Editorial

Les six doigts d’une main

L’affaire de l’intoxication alimentaire de médecins dans un hôtel à Casablanca est doublement significative. Un, de l’état de notre hôtellerie. Deux, de l’état de nos médecins. Je m’explique. Combien de médecins, sains et en bonne santé,  faut-il pour dix millions de touristes intoxiqués ? Autrement, où des médecins en goguette, certainement aux frais d’un labo, peuvent-ils encore aller déjeuner sans remettre en question le plan Azur ? Plus précisément, quel hôtel peut encore recevoir des praticiens en règle avec leur conscience, mais chahutés dans leur transit  sans s’exposer aux foudres de l’Ordre des médecins ? La question est vraiment complexe.
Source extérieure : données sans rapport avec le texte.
//! AppIntent- und AppCommand-Enums für den Intent/Command-Datenfluss.

mod command;
mod intent;

pub use command::AppCommand;
pub use intent::AppIntent;
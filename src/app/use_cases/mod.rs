//! Use-Cases der Application-Layer-Orchestrierung.

pub mod filter_bridge;
pub mod lifecycle;
pub mod overlays;
pub mod selection;
//! Application State: zentrale Datenhaltung des Karten-Blocks.

mod map_session;
mod selection;

pub use map_session::MapSession;
pub use selection::{
    BoundaryEdit, InteractionMode, SelectionPhase, SelectionRegion, SelectionState,
};

use std::sync::Arc;

use super::deferred::DeferredQueue;
use super::listeners::ListenerScope;
use super::ports::{DetailView, FilterConnection, SelectionSink};
use super::registry::OverlayRegistry;
use super::CommandLog;
use crate::core::{FieldNames, GeometryKind, Record, RecordSet};
use crate::shared::OverlayOptions;

/// Listener, die unabhängig von einer einzelnen Region gebunden sind
#[derive(Debug, Default)]
pub struct ListenerState {
    /// Klick-Listener auf allen Overlays der aktuellen Menge
    pub overlay_clicks: ListenerScope,
    /// `overlaycomplete`-Listener auf dem Zeichenwerkzeug (nur im Lasso-Modus)
    pub draw_complete: ListenerScope,
}

/// Externe Kollaborateure ohne Karten-Bezug
#[derive(Default)]
pub struct Collaborators {
    /// Filter-Verbindung (fehlend = nicht verbunden)
    pub filter: Option<Box<dyn FilterConnection>>,
    /// Detail-Panel
    pub detail_view: Option<Box<dyn DetailView>>,
    /// Empfänger des Selektionsergebnisses
    pub selection_sink: Option<Box<dyn SelectionSink>>,
}

impl Collaborators {
    /// Ob ein Filterziel verbunden ist.
    pub fn is_filter_connected(&self) -> bool {
        self.filter.as_ref().is_some_and(|f| f.is_connected())
    }
}

impl std::fmt::Debug for Collaborators {
    fn fmt(&self, f: &mut std::fmt::Formatter<'_>) -> std::fmt::Result {
        f.debug_struct("Collaborators")
            .field("filter", &self.filter.is_some())
            .field("detail_view", &self.detail_view.is_some())
            .field("selection_sink", &self.selection_sink.is_some())
            .finish()
    }
}

/// Hauptzustand des Karten-Blocks
#[derive(Debug)]
pub struct AppState {
    /// Karten-Instanz (None = nicht initialisiert oder bereits abgebaut)
    pub map: Option<MapSession>,
    /// Aktuelle Datensatz-Menge
    pub records: Arc<RecordSet>,
    /// Feld-Konfiguration (Label, Geometrie)
    pub field_names: FieldNames,
    /// Feldtyp des Geometriefeldes laut Schema (None = Feld unbekannt)
    pub geometry_kind: Option<GeometryKind>,
    /// Lebende Overlays
    pub registry: OverlayRegistry,
    /// Selektions-Zustandsmaschine
    pub selection: SelectionState,
    /// Gebundene Listener
    pub listeners: ListenerState,
    /// Externe Kollaborateure
    pub collaborators: Collaborators,
    /// Im Detail-Panel geöffneter Datensatz
    pub detail_record: Option<Record>,
    /// Verzögerte Aufgaben
    pub deferred: DeferredQueue,
    /// Darstellungs-Optionen
    pub options: OverlayOptions,
    /// Verlauf ausgeführter Commands
    pub command_log: CommandLog,
}

impl AppState {
    /// Erstellt einen neuen, leeren State ohne Karte.
    pub fn new() -> Self {
        Self {
            map: None,
            records: Arc::new(RecordSet::default()),
            field_names: FieldNames::default(),
            geometry_kind: None,
            registry: OverlayRegistry::new(),
            selection: SelectionState::new(),
            listeners: ListenerState::default(),
            collaborators: Collaborators::default(),
            detail_record: None,
            deferred: DeferredQueue::new(),
            options: OverlayOptions::default(),
            command_log: CommandLog::new(),
        }
    }

    /// Ob die Karte initialisiert ist.
    pub fn is_map_ready(&self) -> bool {
        self.map.is_some()
    }

    /// Aktueller Interaktionsmodus.
    pub fn interaction_mode(&self) -> InteractionMode {
        self.selection.mode()
    }

    /// Ob "Selektion bestätigen" angeboten wird (nur im Lasso-Modus).
    pub fn can_confirm_selection(&self) -> bool {
        self.selection.mode() == InteractionMode::Lasso
    }

    /// Akkumuliertes Selektionsergebnis.
    pub fn selection_result(&self) -> &[crate::core::RecordId] {
        &self.selection.result
    }
}

impl Default for AppState {
    fn default() -> Self {
        Self::new()
    }
}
L’agression que viennent de subir nos valeureux toubibs est à l’hôtellerie ce que l’erreur médicale est à la médecine, c’est-à-dire un accident regrettable. Certes. Mais faut-il, pour autant, absoudre le patron de l’hôtel sous prétexte qu’Hippocrate et son sermon  pour lui, c’est plus ou moins une nuitée ? Ou plus ou moins 1% du taux de retour ou 0,5 % du RBE (résultat brutal d’exploitation). Ou, mieux, plus ou moins – pour en finir –  un B&B&B (le lit, le petit-déjeuner et la nana, bitch en anglais).
Ah, vous pouvez me rétorquer, perfidement, que le taux de retour dans le cas d’une erreur médicale fatale est de zéro. J’admirerais votre rhétorique en souriant, malicieusement, mais je vous ferais remarquer, quand même, que je n’ai jamais vu un patient victime d’une erreur médicale s’en vanter après son décès. Souvent, sa famille, elle-même, n’est pas peu fière. Elle paie à la caisse de la clinique le reliquat d’espoir qu’elle avait -le patron, en général, est très sourcilleux sur sa comptabilité personnelle –  elle emballe «l’erreur», hèle un taxi blanc, achète un carton de 12 litres de Sidi Ali, et s’en verse l’eau sur le ventre des membres de la famille qui ne croient plus aux vertus de la science quand celle-ci devient très libérale. Je ne me moque pas. Mais je ne flatte pas non plus. Je suis solidaire des médecins intoxiqués. Je flétris l’hôtelier coupable.
Cependant, je garde, pour moi, mes préjugés, ils sont faits pour cela. Ironiser sur un boucher qui dîne de navets n’est pas mon fort. Je préfère tirer sur des ambulances. Ce n’est pas glorieux, mais le risque est moindre. Briser des tabous ? Je ne peux pas, il y a des techniciens pour ça, et ils le font très bien. T’as pas un tabou qui traîne ? Non, je n’en ai plus. Le dernier, je l’ai brisé la semaine dernière. Je suis vachement emmerdé, je dois livrer demain et je n’ai rien à briser. Alors, prends un congé et arrête de nous les briser. Fin de la digression.
Vous comprenez, maintenant, ma gêne. Des médecins intoxiqués par un taulier qui a de l’appétit, c’est encourager l’automédication. Quand ça ne fait pas la fortune des pharmaciens de quartiers, ça n’enrichit pas non plus le médecin de proximité, qui compte ses clients du mois sur les doigts d’une main. Même avec celle du chanteur nasillard Stati, ça ne fait pas l’affaire. Voilà où nous en sommes aujourd’hui.